To What Are You "Called"

Brandon O'Brien looks at the essential dichotomy of being a pastor in an Out of Ur post:
According to Peterson, a job is “an assignment to do work that can be quantified and evaluated.” Most jobs come with job descriptions, so it “is pretty easy to decide whether a job has been completed or not…whether a job is done well or badly.” This, Peterson argues, is the primary way Americans think of the pastor (and, presumably, that pastors think of themselves). Ministry is “a job that I get paid for, a job that is assigned to me by a denomination, a job that I am expected to do to the satisfaction of my congregation.”
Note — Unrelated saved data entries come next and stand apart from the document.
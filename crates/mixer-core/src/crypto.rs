//! Hash wiring for the commitment tree.
//!
//! The production deployment pins a field-native two-input hash (Poseidon)
//! out of band. This crate only fixes the default wiring used when no other
//! hash is injected, so that devnets and tests share one deterministic tree.

use crate::constants::{DS_MERKLE_NODE, DS_ZERO_LEAF, HASH32_LEN};
use crate::serialization::hash32;
use crate::types::Hash32;

/// Default two-input node hash: `BLAKE3(DS_MERKLE_NODE || left || right)`.
pub fn hash_pair(left: &Hash32, right: &Hash32) -> Hash32 {
    let mut bytes = [0u8; 2 * HASH32_LEN];
    let (lo, hi) = bytes.split_at_mut(HASH32_LEN);
    lo.copy_from_slice(left.as_bytes());
    hi.copy_from_slice(right.as_bytes());
    hash32(DS_MERKLE_NODE, &bytes)
}

/// Default public zero leaf: `BLAKE3(DS_ZERO_LEAF)`.
///
/// Nobody knows an opening for it, so empty slots can never be withdrawn.
pub fn zero_leaf() -> Hash32 {
    hash32(DS_ZERO_LEAF, &[])
}

#[cfg(test)]
mod tests {
    use super::*;

    #[test]
    fn hash_pair_is_order_sensitive() {
        let a = Hash32([1u8; 32]);
        let b = Hash32([2u8; 32]);
        assert_ne!(hash_pair(&a, &b), hash_pair(&b, &a));
    }

    #[test]
    fn zero_leaf_is_not_all_zero() {
        assert_ne!(zero_leaf(), Hash32::zero());
    }
}
#![forbid(unsafe_code)]
#![deny(missing_docs)]
#![deny(clippy::unwrap_used)]
#![deny(clippy::expect_used)]

//! Mixer core: canonical types, constants, hashing, and serialization helpers.

pub mod constants;
pub mod crypto;
pub mod serialization;
pub mod types;

pub use constants::*;
pub use crypto::*;
pub use serialization::*;
pub use types::*;
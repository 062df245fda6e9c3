use std::future::Future;
use std::time::Duration;

use serde_json::Value;
use tracing::{debug, warn};

use crate::config::PvgisConfig;
use crate::errors::SourceError;
use crate::models::solar::GeoPoint;

/// PVGIS tools the proxy talks to.
#[derive(Debug, Clone, Copy, PartialEq, Eq)]
pub enum PvgisTool {
    /// Monthly radiation averages
    MRcalc,
    /// Grid-connected PV system performance
    PVcalc,
    /// Hourly radiation time series
    SeriesCalc,
}

impl PvgisTool {
    pub fn path(self) -> &'static str {
        match self {
            PvgisTool::MRcalc => "MRcalc",
            PvgisTool::PVcalc => "PVcalc",
            PvgisTool::SeriesCalc => "seriescalc",
        }
    }
}

/// Render a number with `.` as decimal separator regardless of locale.
/// Rust's float `Display` never switches to exponent notation, so the
/// output is always a plain decimal literal.
pub fn format_decimal(value: f64) -> String {
    if value == 0.0 {
        return "0".to_string();
    }
    format!("{value}")
}

/// Outbound query parameters, in insertion order.
#[derive(Debug, Clone, PartialEq)]
pub struct PvgisQuery {
    params: Vec<(&'static str, String)>,
}

impl PvgisQuery {
    pub fn new(location: GeoPoint, radiation_database: &str) -> Self {
        Self { params: Vec::new() }
            .num("lat", location.latitude)
            .num("lon", location.longitude)
            .text("raddatabase", radiation_database)
            .text("outputformat", "json")
    }

    pub fn num(mut self, name: &'static str, value: f64) -> Self {
        self.params.push((name, format_decimal(value)));
        self
    }

    pub fn int(mut self, name: &'static str, value: i64) -> Self {
        self.params.push((name, value.to_string()));
        self
    }

    pub fn text(mut self, name: &'static str, value: &str) -> Self {
        self.params.push((name, value.to_string()));
        self
    }

    pub fn params(&self) -> &[(&'static str, String)] {
        &self.params
    }

    #[cfg(test)]
    pub fn get(&self, name: &str) -> Option<&str> {
        self.params
            .iter()
            .find(|(k, _)| *k == name)
            .map(|(_, v)| v.as_str())
    }

    pub fn to_query_string(&self) -> String {
        self.params
            .iter()
            .map(|(k, v)| format!("{k}={v}"))
            .collect::<Vec<_>>()
            .join("&")
    }
}

/// Source of raw irradiance payloads.
pub trait IrradianceSource: Send + Sync {
    fn fetch(
        &self,
        tool: PvgisTool,
        query: &PvgisQuery,
    ) -> impl Future<Output = Result<Value, SourceError>> + Send;
}

/// HTTP client for the PVGIS REST API.
#[derive(Debug, Clone)]
pub struct PvgisClient {
    http: reqwest::Client,
    base_url: String,
}

impl PvgisClient {
    pub fn new(config: &PvgisConfig) -> Result<Self, reqwest::Error> {
        let http = reqwest::Client::builder()
            .timeout(Duration::from_secs(config.timeout_s))
            .user_agent(concat!(env!("CARGO_PKG_NAME"), "/", env!("CARGO_PKG_VERSION")))
            .build()?;
        let mut base_url = config.base_url.clone();
        if !base_url.ends_with('/') {
            base_url.push('/');
        }
        Ok(Self { http, base_url })
    }
}

/// PVGIS reports failures as `{"message": "...", "status": 400}`.
fn upstream_message(body: &str) -> String {
    serde_json::from_str::<Value>(body)
        .ok()
        .and_then(|v| v.get("message").and_then(Value::as_str).map(str::to_string))
        .unwrap_or_else(|| body.trim().chars().take(300).collect())
}

impl IrradianceSource for PvgisClient {
    async fn fetch(&self, tool: PvgisTool, query: &PvgisQuery) -> Result<Value, SourceError> {
        let url = format!("{}{}", self.base_url, tool.path());
        debug!(tool = tool.path(), query = %query.to_query_string(), "calling PVGIS");

        let response = self.http.get(&url).query(query.params()).send().await?;
        let status = response.status();
        let body = response.text().await?;

        if !status.is_success() {
            let message = upstream_message(&body);
            warn!(tool = tool.path(), status = status.as_u16(), %message, "PVGIS request failed");
            return Err(SourceError::Status {
                status: status.as_u16(),
                message,
            });
        }

        serde_json::from_str(&body).map_err(|e| {
            warn!(tool = tool.path(), error = %e, "PVGIS returned a non-JSON body");
            SourceError::MalformedBody(e.to_string())
        })
    }
}

#[cfg(test)]
mod tests {
    use super::*;

    #[test]
    fn test_format_decimal_uses_point() {
        assert_eq!(format_decimal(-37.7972), "-37.7972");
        assert_eq!(format_decimal(30.0), "30");
        assert_eq!(format_decimal(0.0000001), "0.0000001");
        assert_eq!(format_decimal(-0.0), "0");
        assert!(!format_decimal(1234567.5).contains(','));
    }

    #[test]
    fn test_query_string_order_and_base_params() {
        let q = PvgisQuery::new(GeoPoint::new(-37.5, 72.25).unwrap(), "PVGIS-ERA5")
            .int("startyear", 2005)
            .num("angle", 30.0);
        assert_eq!(
            q.to_query_string(),
            "lat=-37.5&lon=72.25&raddatabase=PVGIS-ERA5&outputformat=json&startyear=2005&angle=30"
        );
        assert_eq!(q.get("angle"), Some("30"));
        assert_eq!(q.get("aspect"), None);
    }

    #[test]
    fn test_upstream_message_extraction() {
        assert_eq!(
            upstream_message(r#"{"message":"Location over the sea.","status":400}"#),
            "Location over the sea."
        );
        assert_eq!(upstream_message("  Service Unavailable \n"), "Service Unavailable");
    }

    #[test]
    fn test_client_normalizes_base_url() {
        let cfg = PvgisConfig {
            base_url: "https://example.test/api/v5_2".to_string(),
            ..PvgisConfig::default()
        };
        let client = PvgisClient::new(&cfg).unwrap();
        assert_eq!(client.base_url, "https://example.test/api/v5_2/");
    }
}
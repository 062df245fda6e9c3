use utoipa::OpenApi;
use crate::controllers::solar_controller;
use crate::models::solar;

#[derive(OpenApi)]
#[openapi(
    paths(
        solar_controller::get_solar_data,
        solar_controller::post_pv_system_production,
        solar_controller::get_hourly_solar_data,
        solar_controller::get_health
    ),
    components(
        schemas(
            solar::SolarDataResponse,
            solar::MonthlyIrradiance,
            solar::PvSystemParameters,
            solar::PvProductionResponse,
            solar::MonthlyProduction,
            solar::HourlySolarDataResponse,
            solar::AnnualEstimate,
            solar::MonthlyEnergy,
            solar::OptimalAngles,
            solar::HealthStatus
        )
    ),
    tags(
        (name = "solar-proxy", description = "PVGIS proxy and PV production estimates")
    )
)]
pub struct ApiDoc;
/// PVGIS payload normalizer
///
/// The irradiance service has changed field names and nesting across its
/// versions. Each query kind lists the payload layouts we know about, in
/// priority order; the first layout whose rows are present and well-formed
/// wins. A payload matching no layout is reported as "no data" (`Ok(None)`),
/// while a payload that matches but carries an impossible month is an error.

use std::collections::BTreeMap;

use chrono::Month;
use serde_json::Value;

use crate::errors::NormalizeError;
use crate::models::solar::{HourlyObservation, OptimalAngles};

// ─── Month helpers ───────────────────────────────────────────────────────────

pub fn month_name(month: u32) -> Result<&'static str, NormalizeError> {
    u8::try_from(month)
        .ok()
        .and_then(|m| Month::try_from(m).ok())
        .map(|m| m.name())
        .ok_or(NormalizeError::MonthOutOfRange(month as i64))
}

fn checked_month(raw: i64) -> Result<u32, NormalizeError> {
    if (1..=12).contains(&raw) {
        Ok(raw as u32)
    } else {
        Err(NormalizeError::MonthOutOfRange(raw))
    }
}

/// Group `(month, value)` samples by month and average each group.
///
/// Sources with a year dimension list one sample per month per year; the
/// per-month mean is the figure that represents a typical month.
fn average_by_month<const N: usize>(
    samples: impl IntoIterator<Item = (i64, [f64; N])>,
) -> Result<Vec<(u32, [f64; N])>, NormalizeError> {
    let mut groups: BTreeMap<u32, ([f64; N], usize)> = BTreeMap::new();
    for (raw_month, values) in samples {
        let month = checked_month(raw_month)?;
        let (sums, count) = groups.entry(month).or_insert(([0.0; N], 0));
        for (sum, v) in sums.iter_mut().zip(values) {
            *sum += v;
        }
        *count += 1;
    }
    Ok(groups
        .into_iter()
        .map(|(month, (sums, count))| (month, sums.map(|s| s / count as f64)))
        .collect())
}

fn number(row: &Value, field: &str) -> Option<f64> {
    row.get(field).and_then(Value::as_f64)
}

fn rows_at<'a>(payload: &'a Value, pointer: &str) -> Option<&'a [Value]> {
    payload
        .pointer(pointer)
        .and_then(Value::as_array)
        .map(Vec::as_slice)
        .filter(|rows| !rows.is_empty())
}

// ─── Monthly irradiance (MRcalc) ─────────────────────────────────────────────

#[derive(Debug, Clone, Copy, PartialEq, Eq)]
pub enum MonthlyIrradianceLayout {
    /// `outputs.monthly[]` rows with `H(h)_m` (PVGIS 5.x)
    Horizontal,
    /// `outputs.monthly[]` rows with `H_h_m`
    LegacyHorizontal,
    /// `outputs.monthly.fixed[]` rows with `H(i)_m` (in-plane irradiation)
    FixedPlane,
}

impl MonthlyIrradianceLayout {
    pub const PRIORITY: [Self; 3] = [Self::Horizontal, Self::LegacyHorizontal, Self::FixedPlane];

    fn pointer(self) -> &'static str {
        match self {
            Self::Horizontal | Self::LegacyHorizontal => "/outputs/monthly",
            Self::FixedPlane => "/outputs/monthly/fixed",
        }
    }

    fn value_field(self) -> &'static str {
        match self {
            Self::Horizontal => "H(h)_m",
            Self::LegacyHorizontal => "H_h_m",
            Self::FixedPlane => "H(i)_m",
        }
    }

    fn samples(self, payload: &Value) -> Option<Vec<(i64, [f64; 1])>> {
        let field = self.value_field();
        rows_at(payload, self.pointer())?
            .iter()
            .map(|row| Some((row.get("month")?.as_i64()?, [number(row, field)?])))
            .collect()
    }
}

/// Monthly series normalized to one value per month, ascending.
#[derive(Debug, Clone, PartialEq)]
pub struct MonthlySeries {
    pub monthly: Vec<(u32, f64)>,
    /// Sum of the per-month averages
    pub annual: f64,
}

pub fn normalize_monthly_irradiance(payload: &Value) -> Result<Option<MonthlySeries>, NormalizeError> {
    let Some(samples) = MonthlyIrradianceLayout::PRIORITY
        .into_iter()
        .find_map(|layout| layout.samples(payload))
    else {
        return Ok(None);
    };

    let monthly: Vec<(u32, f64)> = average_by_month(samples)?
        .into_iter()
        .map(|(month, [v])| (month, v))
        .collect();
    let annual: f64 = monthly.iter().map(|(_, v)| v).sum();
    Ok(Some(MonthlySeries { monthly, annual }))
}

// ─── Fixed-system production (PVcalc) ────────────────────────────────────────

#[derive(Debug, Clone, Copy, PartialEq, Eq)]
pub enum ProductionLayout {
    /// `outputs.monthly.fixed[]` (`E_m`, `H(i)_m`) and `outputs.totals.fixed`
    FixedMount,
    /// `outputs.monthly[]` (`E_PV`, `E_G`) and `outputs.annual`
    Legacy,
}

impl ProductionLayout {
    pub const PRIORITY: [Self; 2] = [Self::FixedMount, Self::Legacy];

    fn monthly_pointer(self) -> &'static str {
        match self {
            Self::FixedMount => "/outputs/monthly/fixed",
            Self::Legacy => "/outputs/monthly",
        }
    }

    fn totals_pointer(self) -> &'static str {
        match self {
            Self::FixedMount => "/outputs/totals/fixed",
            Self::Legacy => "/outputs/annual",
        }
    }

    /// (monthly energy, monthly irradiation, annual energy, annual irradiation, total loss)
    fn fields(self) -> [&'static str; 5] {
        match self {
            Self::FixedMount => ["E_m", "H(i)_m", "E_y", "H(i)_y", "l_total"],
            Self::Legacy => ["E_PV", "E_G", "E_PV", "E_G", "L_total"],
        }
    }

    fn samples(self, payload: &Value) -> Option<Vec<(i64, [f64; 2])>> {
        let [energy, irradiance, ..] = self.fields();
        rows_at(payload, self.monthly_pointer())?
            .iter()
            .map(|row| {
                Some((
                    row.get("month")?.as_i64()?,
                    [number(row, energy)?, number(row, irradiance)?],
                ))
            })
            .collect()
    }
}

#[derive(Debug, Clone, PartialEq)]
pub struct ProductionSeries {
    /// (month, energy kWh, in-plane irradiation kWh/m²)
    pub monthly: Vec<(u32, f64, f64)>,
    pub annual_energy_kwh: f64,
    pub annual_irradiance_kwh_m2: f64,
    pub total_loss_pct: Option<f64>,
}

pub fn normalize_production(payload: &Value) -> Result<Option<ProductionSeries>, NormalizeError> {
    let Some((layout, samples)) = ProductionLayout::PRIORITY
        .into_iter()
        .find_map(|layout| Some((layout, layout.samples(payload)?)))
    else {
        return Ok(None);
    };

    let monthly: Vec<(u32, f64, f64)> = average_by_month(samples)?
        .into_iter()
        .map(|(month, [e, h])| (month, e, h))
        .collect();

    let [_, _, annual_energy, annual_irradiance, loss] = layout.fields();
    let totals = payload.pointer(layout.totals_pointer());
    let total = |field: &str| totals.and_then(|t| number(t, field));

    Ok(Some(ProductionSeries {
        annual_energy_kwh: total(annual_energy)
            .unwrap_or_else(|| monthly.iter().map(|(_, e, _)| e).sum()),
        annual_irradiance_kwh_m2: total(annual_irradiance)
            .unwrap_or_else(|| monthly.iter().map(|(_, _, h)| h).sum()),
        total_loss_pct: total(loss),
        monthly,
    }))
}

// ─── Hourly series (seriescalc) ──────────────────────────────────────────────

#[derive(Debug, Clone, Copy, PartialEq, Eq)]
pub enum HourlyLayout {
    /// `outputs.hourly[]` with `G(i)` (or its `Gb/Gd/Gr` components) and `T2m`
    Hourly,
    /// `outputs.tmy[]` with `G_tilt` and `Temp`
    TypicalYear,
}

impl HourlyLayout {
    pub const PRIORITY: [Self; 2] = [Self::Hourly, Self::TypicalYear];

    fn pointer(self) -> &'static str {
        match self {
            Self::Hourly => "/outputs/hourly",
            Self::TypicalYear => "/outputs/tmy",
        }
    }

    fn irradiance(self, row: &Value) -> Option<f64> {
        match self {
            Self::Hourly => number(row, "G(i)").or_else(|| {
                let components = ["Gb(i)", "Gd(i)", "Gr(i)"].map(|f| number(row, f));
                // Requests with components=1 split G(i) into beam, diffuse and reflected.
                components
                    .iter()
                    .any(Option::is_some)
                    .then(|| components.iter().flatten().sum())
            }),
            Self::TypicalYear => number(row, "G_tilt"),
        }
    }

    fn temperature(self, row: &Value) -> Option<f64> {
        match self {
            Self::Hourly => number(row, "T2m"),
            Self::TypicalYear => number(row, "Temp"),
        }
    }

    fn observation(self, row: &Value) -> Option<HourlyObservation> {
        Some(HourlyObservation {
            time: row.get("time")?.as_str()?.to_string(),
            irradiance_w_m2: self.irradiance(row)?,
            air_temp_c: self.temperature(row)?,
        })
    }

    pub fn detect(payload: &Value) -> Option<(Self, &[Value])> {
        Self::PRIORITY
            .into_iter()
            .find_map(|layout| Some((layout, rows_at(payload, layout.pointer())?)))
    }
}

#[derive(Debug, Clone, PartialEq)]
pub struct HourlySeries {
    pub layout: HourlyLayout,
    pub observations: Vec<HourlyObservation>,
    /// Rows lacking a timestamp string or a numeric irradiance/temperature
    pub rows_dropped: usize,
}

/// Extract hourly observations. Rows with missing fields are dropped and
/// counted; timestamps are passed through unparsed for the estimator to vet.
pub fn normalize_hourly(payload: &Value) -> Option<HourlySeries> {
    let (layout, rows) = HourlyLayout::detect(payload)?;
    let observations: Vec<HourlyObservation> =
        rows.iter().filter_map(|row| layout.observation(row)).collect();
    Some(HourlySeries {
        layout,
        rows_dropped: rows.len() - observations.len(),
        observations,
    })
}

// ─── Optimal angles ──────────────────────────────────────────────────────────

const OPTIMAL_ANGLE_POINTERS: [(&str, &str); 2] = [
    (
        "/inputs/mounting_system/fixed/slope/value",
        "/inputs/mounting_system/fixed/azimuth/value",
    ),
    ("/outputs/optimal_angles/angle/value", "/outputs/optimal_angles/aspect/value"),
];

/// Tilt/azimuth reported by the source, when it reports both.
pub fn optimal_angles(payload: &Value) -> Option<OptimalAngles> {
    OPTIMAL_ANGLE_POINTERS.iter().find_map(|(tilt, azimuth)| {
        Some(OptimalAngles {
            tilt_deg: payload.pointer(tilt)?.as_f64()?,
            azimuth_deg: payload.pointer(azimuth)?.as_f64()?,
        })
    })
}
A vocation is not like a job in these respects. The word vocation comes from the Latin word vocare, “to call.” Although the term today can refer to any career or occupation (according to Webster), the word (vocatio, I imagine) was coined to describe the priestly calling to service in the church. So vocation=calling. This is how Peterson is using the word, anyway. And the struggle for pastors today, he continues, is to “keep the immediacy and authority of God’s call in my ears when an entire culture, both secular and ecclesial, is giving me a job description.”
Finally, he answers the dilemma in his last paragraph:
Jobs pay the bills; vocations may or may not.
I just want to say that the deepest sense of calling I have seen, in my own life and in the lives of many others has been in people that were not "paying the bills" through ministry. The early church attempted to answer this dilemma by separating activities - "deacons" were ordained to take care of business and apostles or elders exercised ministerial vocations. Evangelical churches expect ministers to run the show. I; however, am a part of a tradition where we still have those set aside to run the show so the minister can be set free. Yet, the ministers keep coming home to the business. There is an inherent distrust of the "volunteer." Put another way, there is a lack of acknowledgment that the volunteer vocation is equally a calling.

I think the entire face of Christianity would change if we took seriously that everyone has a vocation in the church due equal respect and worth, and we leadership of the lowly "volunteer."